Re: [openstack-dev] [oslo] debugging the failures in oslo.messaging gate

2015-08-17 Thread Doug Hellmann
Excerpts from Davanum Srinivas (dims)'s message of 2015-08-16 17:40:16 -0400:
 Doug,
 
 I've filed https://review.openstack.org/213542 to log error messages. Will
 work with oslo.messaging folks the next few days.

Thanks, Dims!

 
 Thanks,
 Dims
 
 On Fri, Aug 14, 2015 at 6:58 PM, Doug Hellmann d...@doughellmann.com
 wrote:
 
  All patches to oslo.messaging are currently failing the
  gate-tempest-dsvm-neutron-src-oslo.messaging job because the neutron
  service dies. amuller, kevinbenton, and I spent a bunch of time looking at
  it today, and I think we have an issue introduced by some asymmetric gating
  between the two projects.
 
  Neutron has 2 different modes for starting the RPC service, depending on
  the number of workers requested. The problem comes up with rpc_workers=0,
  which is the new default. In that mode, rather than using the
  ProcessLauncher, the RPC server is started directly in the current process.
  That results in wait() being called in a way that violates the new
  constraints being enforced within oslo.messaging after [1] landed. That
  patch is unreleased, so the only project seeing the problem is
  oslo.messaging.
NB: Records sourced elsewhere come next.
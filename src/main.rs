//! Sleuth CLI entry point.

use clap::Parser;

use sleuth::cli::commands::{ask, config};
use sleuth::cli::{handle_error, Cli, Commands};

#[tokio::main]
async fn main() {
    let cli = Cli::parse();
    let config_path = cli.config.as_deref();

    let result = match cli.command {
        Commands::Ask(args) => ask::execute(args, config_path, cli.json).await,
        Commands::Config(ref command) => config::execute(command, config_path, cli.json),
    };

    if let Err(err) = result {
        handle_error(&err, cli.json);
    }
}
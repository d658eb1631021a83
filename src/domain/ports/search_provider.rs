//! Web search port.

use async_trait::async_trait;

use crate::domain::errors::CollaboratorError;
use crate::domain::models::SearchHit;

/// External web search.
///
/// An empty result list is a valid answer; only transport or provider failures are errors.
#[async_trait]
pub trait SearchProvider: Send + Sync {
    /// Hits for `query`, best first.
    async fn search(&self, query: &str) -> Result<Vec<SearchHit>, CollaboratorError>;
}
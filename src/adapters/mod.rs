//! Adapters for external systems: the language model, web search and in-memory test doubles.

pub mod llm;
pub mod mock;
pub mod search;
//! Common test utilities for integration tests
//!
//! Every collaborator is a deterministic stub; individual tests swap out the ones they care about.

#![allow(dead_code)]

use std::sync::Arc;

use sleuth::adapters::mock::{FnPrompted, MockSearchProvider};
use sleuth::application::{Collaborators, ResearchPipeline};
use sleuth::domain::models::{
    EventSink, OrchestrationConfig, QualityVerdict, ResearchEvent, SearchHit,
};
use sleuth::domain::ports::{
    AnswerEvaluationRequest, AnswerJudge, DecompositionRequest, FinalSynthesisRequest,
    QueryGenerationRequest, QueryPlan, SearchEvaluationRequest, SearchJudge,
    SubtaskSynthesisRequest, TaskPlan,
};
use sleuth::services::{
    EvaluationLevel, QualityEvaluator, SearchExecutor, TaskPlanner, WebSearchOrchestrator,
};
use tokio::sync::mpsc::UnboundedReceiver;

pub type DecomposerStub = FnPrompted<DecompositionRequest, TaskPlan>;
pub type QueryStub = FnPrompted<QueryGenerationRequest, QueryPlan>;
pub type SearchJudgeStub = FnPrompted<SearchEvaluationRequest, QualityVerdict>;
pub type SynthesizerStub = FnPrompted<SubtaskSynthesisRequest, String>;
pub type AnswerJudgeStub = FnPrompted<AnswerEvaluationRequest, QualityVerdict>;
pub type FinalStub = FnPrompted<FinalSynthesisRequest, String>;

pub fn hit(title: &str, url: &str, content: &str) -> SearchHit {
    SearchHit::new(title, url, content)
}

/// URL-safe form of a query, used by the default search stub.
pub fn slug(text: &str) -> String {
    text.split_whitespace().collect::<Vec<_>>().join("-").to_lowercase()
}

pub fn orchestration(max_retries: u32) -> OrchestrationConfig {
    OrchestrationConfig {
        max_retries,
        ..OrchestrationConfig::default()
    }
}

pub fn sufficient_judge<I: Send + Sync + 'static>() -> FnPrompted<I, QualityVerdict> {
    FnPrompted::new(|_: &I| Ok(QualityVerdict::sufficient("covers the task")))
}

pub fn insufficient_judge<I: Send + Sync + 'static>() -> FnPrompted<I, QualityVerdict> {
    FnPrompted::new(|_: &I| {
        Ok(QualityVerdict::insufficient(
            "missing figures",
            Some("look for official statistics".to_string()),
        ))
    })
}

/// A full set of stubs that answers everything on the first round.
///
/// - decomposition: the question as the only subtask
/// - query generation: one query per round, distinct across rounds
/// - search: one hit per query, unique URL per query
/// - synthesis: "answer for <subtask>"
/// - final synthesis: every subtask answer, one per line, in the order received
pub struct Harness {
    pub decomposer: Arc<DecomposerStub>,
    pub query_generator: Arc<QueryStub>,
    pub search_judge: Arc<SearchJudgeStub>,
    pub synthesizer: Arc<SynthesizerStub>,
    pub answer_judge: Arc<AnswerJudgeStub>,
    pub final_synthesizer: Arc<FinalStub>,
    pub search: MockSearchProvider,
}

impl Harness {
    pub fn new() -> Self {
        Self {
            decomposer: Arc::new(FnPrompted::new(|req: &DecompositionRequest| {
                Ok(TaskPlan::from_descriptions([req.question.clone()]))
            })),
            query_generator: Arc::new(FnPrompted::new(|req: &QueryGenerationRequest| {
                Ok(QueryPlan {
                    queries: vec![format!("{} r{}", req.subtask, req.previous_queries.len())],
                    reason: String::new(),
                })
            })),
            search_judge: Arc::new(sufficient_judge()),
            synthesizer: Arc::new(FnPrompted::new(|req: &SubtaskSynthesisRequest| {
                Ok(format!("answer for {}", req.subtask))
            })),
            answer_judge: Arc::new(sufficient_judge()),
            final_synthesizer: Arc::new(FnPrompted::new(|req: &FinalSynthesisRequest| {
                Ok(req
                    .subtask_results
                    .iter()
                    .map(|r| r.answer_text.clone())
                    .collect::<Vec<_>>()
                    .join("\n"))
            })),
            search: MockSearchProvider::new().with_fallback(|query| {
                vec![hit(
                    query,
                    &format!("https://example.com/{}", slug(query)),
                    &format!("Facts about {query}"),
                )]
            }),
        }
    }

    /// Decompose every question into `descriptions`.
    pub fn with_subtasks(mut self, descriptions: &[&str]) -> Self {
        let descriptions: Vec<String> = descriptions.iter().map(ToString::to_string).collect();
        self.decomposer = Arc::new(FnPrompted::new(move |_: &DecompositionRequest| {
            Ok(TaskPlan::from_descriptions(descriptions.clone()))
        }));
        self
    }

    pub fn collaborators(&self) -> Collaborators {
        Collaborators {
            decomposer: self.decomposer.clone(),
            query_generator: self.query_generator.clone(),
            search_judge: self.search_judge.clone(),
            subtask_synthesizer: self.synthesizer.clone(),
            answer_judge: self.answer_judge.clone(),
            final_synthesizer: self.final_synthesizer.clone(),
            search_provider: Arc::new(self.search.clone()),
        }
    }

    pub fn orchestrator(&self, config: &OrchestrationConfig) -> WebSearchOrchestrator {
        let search_judge: Arc<SearchJudge> = self.search_judge.clone();
        let answer_judge: Arc<AnswerJudge> = self.answer_judge.clone();
        WebSearchOrchestrator::new(
            self.query_generator.clone(),
            SearchExecutor::new(Arc::new(self.search.clone())),
            QualityEvaluator::new(search_judge, EvaluationLevel::Search),
            self.synthesizer.clone(),
            QualityEvaluator::new(answer_judge, EvaluationLevel::Answer),
            config,
        )
    }

    pub fn planner(&self, config: &OrchestrationConfig) -> TaskPlanner {
        TaskPlanner::new(
            self.decomposer.clone(),
            Arc::new(self.orchestrator(config)),
            self.final_synthesizer.clone(),
            config,
        )
    }

    pub fn pipeline(&self, config: &OrchestrationConfig) -> ResearchPipeline {
        ResearchPipeline::with_collaborators(self.collaborators(), config)
    }

    /// A pipeline wired to an event channel.
    pub fn observed_pipeline(
        &self,
        config: &OrchestrationConfig,
    ) -> (ResearchPipeline, UnboundedReceiver<ResearchEvent>) {
        let (events, rx) = EventSink::channel();
        (self.pipeline(config).with_events(events), rx)
    }
}

impl Default for Harness {
    fn default() -> Self {
        Self::new()
    }
}

/// Everything currently buffered on the channel.
pub fn drain(rx: &mut UnboundedReceiver<ResearchEvent>) -> Vec<ResearchEvent> {
    let mut events = Vec::new();
    while let Ok(event) = rx.try_recv() {
        events.push(event);
    }
    events
}
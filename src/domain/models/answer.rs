//! Terminal artifacts of subtask runs and of the whole question.

use serde::{Deserialize, Serialize};

use super::search::SearchResult;
use super::subtask::SubtaskId;
use crate::domain::errors::SubtaskError;

/// Final output of one orchestrator run. Immutable once produced.
#[derive(Debug, Clone, PartialEq, Eq, Serialize, Deserialize)]
pub struct SubtaskResult {
    /// Subtask this result resolves
    pub subtask_id: SubtaskId,
    /// Subtask description, as decomposed
    pub description: String,
    /// Synthesized answer to the subtask
    pub answer_text: String,
    /// Deduplicated results the answer was written from
    pub supporting_results: Vec<SearchResult>,
    /// Answer-level retries taken, within [0, max_retries]
    pub retry_count: u32,
    /// Search rounds executed, across all answer-level cycles
    pub search_rounds: u32,
    /// False when the answer was accepted only because retries ran out
    pub accepted: bool,
}

/// A subtask the final answer could not draw on.
#[derive(Debug, Clone, PartialEq, Eq, Serialize, Deserialize)]
pub struct UnresolvedSubtask {
    /// Subtask that failed
    pub subtask_id: SubtaskId,
    /// Subtask description, as decomposed
    pub description: String,
    /// Why the subtask failed
    pub reason: String,
}

impl UnresolvedSubtask {
    /// Record `error` against the subtask it belongs to.
    pub fn from_error(description: impl Into<String>, error: &SubtaskError) -> Self {
        Self {
            subtask_id: error.subtask_id(),
            description: description.into(),
            reason: error.to_string(),
        }
    }
}

/// The answer returned to the caller.
#[derive(Debug, Clone, PartialEq, Eq, Serialize, Deserialize)]
pub struct FinalAnswer {
    /// Final answer text, including the unresolved note when some subtasks failed
    pub text: String,
    /// Successful subtask results in subtask declaration order
    pub contributing_subtask_results: Vec<SubtaskResult>,
    /// Subtasks that failed, in declaration order
    #[serde(default, skip_serializing_if = "Vec::is_empty")]
    pub unresolved_subtasks: Vec<UnresolvedSubtask>,
}

impl FinalAnswer {
    /// True when some subtasks could not be resolved.
    pub fn is_partial(&self) -> bool {
        !self.unresolved_subtasks.is_empty()
    }
}

/// Deterministic note listing subtasks that could not be resolved.
pub fn unresolved_note(unresolved: &[UnresolvedSubtask]) -> Option<String> {
    if unresolved.is_empty() {
        return None;
    }
    let lines = unresolved
        .iter()
        .map(|u| format!("- Subtask {} \"{}\": {}", u.subtask_id, u.description, u.reason))
        .collect::<Vec<_>>()
        .join("\n");
    Some(format!(
        "Note: {} of the subtasks could not be resolved, so this answer may be incomplete.\n{lines}",
        unresolved.len()
    ))
}
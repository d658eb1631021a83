//! Logging infrastructure
//!
//! Structured logging using tracing and tracing-subscriber:
//! - JSON or compact console output on stderr
//! - Rolling JSON log files
//! - Secret scrubbing on every sink

pub mod logger;
pub mod secret_scrubbing;

pub use logger::LoggerImpl;
pub use secret_scrubbing::{scrub, SecretScrubber};
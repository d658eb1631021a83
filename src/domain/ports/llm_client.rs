//! Language model port.

use async_trait::async_trait;
use serde::{Deserialize, Serialize};

use crate::domain::errors::CollaboratorError;

/// A rendered prompt: system instructions plus the user turn.
#[derive(Debug, Clone, PartialEq, Eq, Serialize, Deserialize)]
pub struct Prompt {
    /// Instructions for the model
    pub system: String,
    /// The request itself
    pub user: String,
}

impl Prompt {
    /// A prompt with the given system and user parts.
    pub fn new(system: impl Into<String>, user: impl Into<String>) -> Self {
        Self {
            system: system.into(),
            user: user.into(),
        }
    }
}

/// Raw text generation against a language model.
///
/// `expected_schema` is a JSON schema the output should satisfy. Implementations pass it to the
/// model as guidance; validation happens in the caller.
#[async_trait]
pub trait LlmClient: Send + Sync {
    /// Complete `prompt`, returning the raw reply text.
    async fn generate(
        &self,
        prompt: &Prompt,
        expected_schema: Option<&serde_json::Value>,
    ) -> Result<String, CollaboratorError>;
}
I’ve proposed a revert in [2], which passes the gate tests.
 
  I have also added [3] to neutron to see if we can get the gate job to show
  the same error messages I was seeing locally (part of the trouble we’ve had
  with debugging this is the process exits quickly enough that some of the
  log messages are never being written). I’m using [4] as a patch in
  oslo.messaging that was failing before to trigger the job to get the
  necessary log. That patch should *not* be landed, since I don’t think the
  change it reverts is related to the problem, it was just handy for
  debugging.
 
  The error message I see locally, “start/stop/wait must be called in the
  same thread”, is visible in this log snippet [5].
 
  It’s not clear what the best path forward is. Obviously neutron is doing
  something with the RPC server that oslo.messaging doesn’t expect/want/like,
  but also obviously we can’t release oslo.messaging in its current state and
  break neutron. Someone with a better understanding of both neutron and
  oslo.messaging may be able to fix neutron’s use of the RPC code to avoid
  this case. There may be other users of oslo.messaging with the same
  ‘broken’ pattern, but IIRC neutron is unique in the way it runs both RPC
  and API services in the same process. To be safe, though, it may be better
  to log error messages instead of doing whatever we’re doing now to cause
  the process to exit. We can then set up a log stash search for the error
  message and find other applications that would be broken, fix them, and
  then switch oslo.messaging back to throwing an exception.
 
  I’m going to be at the Ops summit next week, so I need to hand off
  debugging and fixing the issue to someone else on the Oslo team. We created
  an etherpad to track progress and make notes today, and all of these links
  are referenced there, too [6].
 
  Thanks again to amuller and kevinbenton for the time they spent helping
  with debugging today!
 
  Doug
 
  [1] https://review.openstack.org/#/c/209043/
  [2] https://review.openstack.org/#/c/213299/
  [3] https://review.openstack.org/#/c/213360/
  [4] https://review.openstack.org/#/c/213297/
  [6] http://paste.openstack.org/show/415030/
  [6] https://etherpad.openstack.org/p/wm2D6UGZbf
 
 
 

__
OpenStack Development Mailing List (not for usage questions)
Unsubscribe: openstack-dev-requ...@lists.openstack.org?subject:unsubscribe
http://lists.openstack.org/cgi-bin/mailman/listinfo/openstack-dev


Re: [openstack-dev] [oslo] debugging the failures in oslo.messaging gate

2015-08-16 Thread Davanum Srinivas
Doug,

I've filed https://review.openstack.org/213542 to log error messages. Will
work with oslo.messaging folks the next few days.

Thanks,
Dims

On Fri, Aug 14, 2015 at 6:58 PM, Doug Hellmann d...@doughellmann.com
wrote:

 All patches to oslo.messaging are currently failing the
 gate-tempest-dsvm-neutron-src-oslo.messaging job because the neutron
 service dies. amuller, kevinbenton, and I spent a bunch of time looking at
 it today, and I think we have an issue introduced by some asymmetric gating
 between the two projects.

 Neutron has 2 different modes for starting the RPC service, depending on
 the number of workers requested. The problem comes up with rpc_workers=0,
 which is the new default. In that mode, rather than using the
 ProcessLauncher, the RPC server is started directly in the current process.
 That results in wait() being called in a way that violates the new
 constraints being enforced within oslo.messaging after [1] landed. That
 patch is unreleased, so the only project seeing the problem is
 oslo.messaging. I’ve proposed a revert in [2], which passes the gate tests.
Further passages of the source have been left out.